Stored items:
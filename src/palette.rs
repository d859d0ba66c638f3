//! Two-colour palettes.
//!
//! Every entity colour is a random linear blend between a palette's base and
//! accent colour, drawn once at creation and redrawn on palette change.

use glam::Vec3;
use rand::Rng;
use serde::{Deserialize, Serialize};

/// Convert a `0xRRGGBB` literal to linear-ish RGB in `[0, 1]`.
pub const fn hex(rgb: u32) -> Vec3 {
    Vec3::new(
        ((rgb >> 16) & 0xff) as f32 / 255.0,
        ((rgb >> 8) & 0xff) as f32 / 255.0,
        (rgb & 0xff) as f32 / 255.0,
    )
}

/// Base/accent colour pair.
#[derive(Debug, Clone, Copy, PartialEq, Serialize, Deserialize)]
pub struct ColorPair {
    pub base: Vec3,
    pub accent: Vec3,
}

impl ColorPair {
    pub const fn new(base: Vec3, accent: Vec3) -> Self {
        Self { base, accent }
    }

    /// Colour at blend factor `mix` (0 = base, 1 = accent).
    #[inline]
    pub fn blend(&self, mix: f32) -> Vec3 {
        self.base.lerp(self.accent, mix.clamp(0.0, 1.0))
    }

    /// Colour at a uniformly random blend factor.
    pub fn sample<R: Rng + ?Sized>(&self, rng: &mut R) -> Vec3 {
        self.blend(rng.gen())
    }
}

/// Purple/pink, cyan/green, orange/deep-orange, blue/indigo.
pub const DEFAULT_PALETTES: [ColorPair; 4] = [
    ColorPair::new(hex(0x6c63ff), hex(0xf50057)),
    ColorPair::new(hex(0x00bcd4), hex(0x4caf50)),
    ColorPair::new(hex(0xff9800), hex(0xff5722)),
    ColorPair::new(hex(0x2196f3), hex(0x3f51b5)),
];

/// Ordered palette table with a current selection. Never empty.
#[derive(Debug, Clone, PartialEq)]
pub struct PaletteSet {
    palettes: Vec<ColorPair>,
    current: usize,
}

impl PaletteSet {
    /// A set over `palettes`; an empty list falls back to the defaults.
    pub fn new(palettes: Vec<ColorPair>) -> Self {
        let palettes = if palettes.is_empty() { DEFAULT_PALETTES.to_vec() } else { palettes };
        Self { palettes, current: 0 }
    }

    #[inline]
    pub fn len(&self) -> usize {
        self.palettes.len()
    }

    #[inline]
    pub fn is_empty(&self) -> bool {
        self.palettes.is_empty()
    }

    #[inline]
    pub fn current_index(&self) -> usize {
        self.current
    }

    #[inline]
    pub fn current(&self) -> ColorPair {
        self.palettes[self.current]
    }

    /// Select the next palette, wrapping around. Returns the new index.
    pub fn cycle(&mut self) -> usize {
        self.current = (self.current + 1) % self.palettes.len();
        self.current
    }

    /// Select palette `index`, or return `None` if it is out of range.
    pub fn select(&mut self, index: usize) -> Option<ColorPair> {
        let pair = *self.palettes.get(index)?;
        self.current = index;
        Some(pair)
    }
}

impl Default for PaletteSet {
    fn default() -> Self {
        Self::new(DEFAULT_PALETTES.to_vec())
    }
}

#[cfg(test)]
mod tests {
    use super::*;
    use rand::rngs::SmallRng;
    use rand::SeedableRng;

    #[test]
    fn test_hex_conversion() {
        assert_eq!(hex(0xff0000), Vec3::new(1.0, 0.0, 0.0));
        assert_eq!(hex(0x000000), Vec3::ZERO);
        assert!((hex(0x6c63ff).x - 108.0 / 255.0).abs() < 1e-6);
    }

    #[test]
    fn test_samples_stay_between_endpoints() {
        let pair = DEFAULT_PALETTES[0];
        let mut rng = SmallRng::seed_from_u64(9);
        for _ in 0..100 {
            let c = pair.sample(&mut rng);
            for axis in 0..3 {
                let (a, b) = (pair.base[axis], pair.accent[axis]);
                assert!(c[axis] >= a.min(b) - 1e-6 && c[axis] <= a.max(b) + 1e-6);
            }
        }
    }

    #[test]
    fn test_cycle_wraps_and_select_checks_bounds() {
        let mut set = PaletteSet::default();
        assert_eq!(set.len(), 4);
        for expected in [1, 2, 3, 0] {
            assert_eq!(set.cycle(), expected);
        }
        assert!(set.select(4).is_none());
        assert_eq!(set.current_index(), 0);
        assert_eq!(set.select(2), Some(DEFAULT_PALETTES[2]));
        assert_eq!(set.current_index(), 2);
    }

    #[test]
    fn test_empty_list_uses_defaults() {
        assert_eq!(PaletteSet::new(Vec::new()).len(), DEFAULT_PALETTES.len());
    }
}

* DIRECTIONS FOR THIS TASK:
Would you set down all the lines above, exactly and in full?

* OUTPUT FOR THIS EXERCISE:
filename src/palette.rs
repository d859d0ba66c638f3
//! Two-colour palettes.
//!
//! Every entity colour is a random linear blend between a palette's base and
//! accent colour, drawn once at creation and redrawn on palette change.

use glam::Vec3;
use rand::Rng;
use serde::{Deserialize, Serialize};

/// Convert a `0xRRGGBB` literal to linear-ish RGB in `[0, 1]`.
pub const fn hex(rgb: u32) -> Vec3 {
    Vec3::new(
        ((rgb >> 16) & 0xff) as f32 / 255.0,
        ((rgb >> 8) & 0xff) as f32 / 255.0,
        (rgb & 0xff) as f32 / 255.0,
    )
}

/// Base/accent colour pair.
#[derive(Debug, Clone, Copy, PartialEq, Serialize, Deserialize)]
pub struct ColorPair {
    pub base: Vec3,
    pub accent: Vec3,
}

impl ColorPair {
    pub const fn new(base: Vec3, accent: Vec3) -> Self {
        Self { base, accent }
    }

    /// Colour at blend factor `mix` (0 = base, 1 = accent).
    #[inline]
    pub fn blend(&self, mix: f32) -> Vec3 {
        self.base.lerp(self.accent, mix.clamp(0.0, 1.0))
    }

    /// Colour at a uniformly random blend factor.
    pub fn sample<R: Rng + ?Sized>(&self, rng: &mut R) -> Vec3 {
        self.blend(rng.gen())
    }
}

/// Purple/pink, cyan/green, orange/deep-orange, blue/indigo.
pub const DEFAULT_PALETTES: [ColorPair; 4] = [
    ColorPair::new(hex(0x6c63ff), hex(0xf50057)),
    ColorPair::new(hex(0x00bcd4), hex(0x4caf50)),
    ColorPair::new(hex(0xff9800), hex(0xff5722)),
    ColorPair::new(hex(0x2196f3), hex(0x3f51b5)),
];

/// Ordered palette table with a current selection. Never empty.
#[derive(Debug, Clone, PartialEq)]
pub struct PaletteSet {
    palettes: Vec<ColorPair>,
    current: usize,
}

impl PaletteSet {
    /// A set over `palettes`; an empty list falls back to the defaults.
    pub fn new(palettes: Vec<ColorPair>) -> Self {
        let palettes = if palettes.is_empty() { DEFAULT_PALETTES.to_vec() } else { palettes };
        Self { palettes, current: 0 }
    }

    #[inline]
    pub fn len(&self) -> usize {
        self.palettes.len()
    }

    #[inline]
    pub fn is_empty(&self) -> bool {
        self.palettes.is_empty()
    }

    #[inline]
    pub fn current_index(&self) -> usize {
        self.current
    }

    #[inline]
    pub fn current(&self) -> ColorPair {
        self.palettes[self.current]
    }

    /// Select the next palette, wrapping around. Returns the new index.
    pub fn cycle(&mut self) -> usize {
        self.current = (self.current + 1) % self.palettes.len();
        self.current
    }

    /// Select palette `index`, or return `None` if it is out of range.
    pub fn select(&mut self, index: usize) -> Option<ColorPair> {
        let pair = *self.palettes.get(index)?;
        self.current = index;
        Some(pair)
    }
}

impl Default for PaletteSet {
    fn default() -> Self {
        Self::new(DEFAULT_PALETTES.to_vec())
    }
}

#[cfg(test)]
mod tests {
    use super::*;
    use rand::rngs::SmallRng;
    use rand::SeedableRng;

    #[test]
    fn test_hex_conversion() {
        assert_eq!(hex(0xff0000), Vec3::new(1.0, 0.0, 0.0));
        assert_eq!(hex(0x000000), Vec3::ZERO);
        assert!((hex(0x6c63ff).x - 108.0 / 255.0).abs() < 1e-6);
    }

    #[test]
    fn test_samples_stay_between_endpoints() {
        let pair = DEFAULT_PALETTES[0];
        let mut rng = SmallRng::seed_from_u64(9);
        for _ in 0..100 {
            let c = pair.sample(&mut rng);
            for axis in 0..3 {
                let (a, b) = (pair.base[axis], pair.accent[axis]);
                assert!(c[axis] >= a.min(b) - 1e-6 && c[axis] <= a.max(b) + 1e-6);
            }
        }
    }

    #[test]
    fn test_cycle_wraps_and_select_checks_bounds() {
        let mut set = PaletteSet::default();
        assert_eq!(set.len(), 4);
        for expected in [1, 2, 3, 0] {
            assert_eq!(set.cycle(), expected);
        }
        assert!(set.select(4).is_none());
        assert_eq!(set.current_index(), 0);
        assert_eq!(set.select(2), Some(DEFAULT_PALETTES[2]));
        assert_eq!(set.current_index(), 2);
    }

    #[test]
    fn test_empty_list_uses_defaults() {
        assert_eq!(PaletteSet::new(Vec::new()).len(), DEFAULT_PALETTES.len());
    }
}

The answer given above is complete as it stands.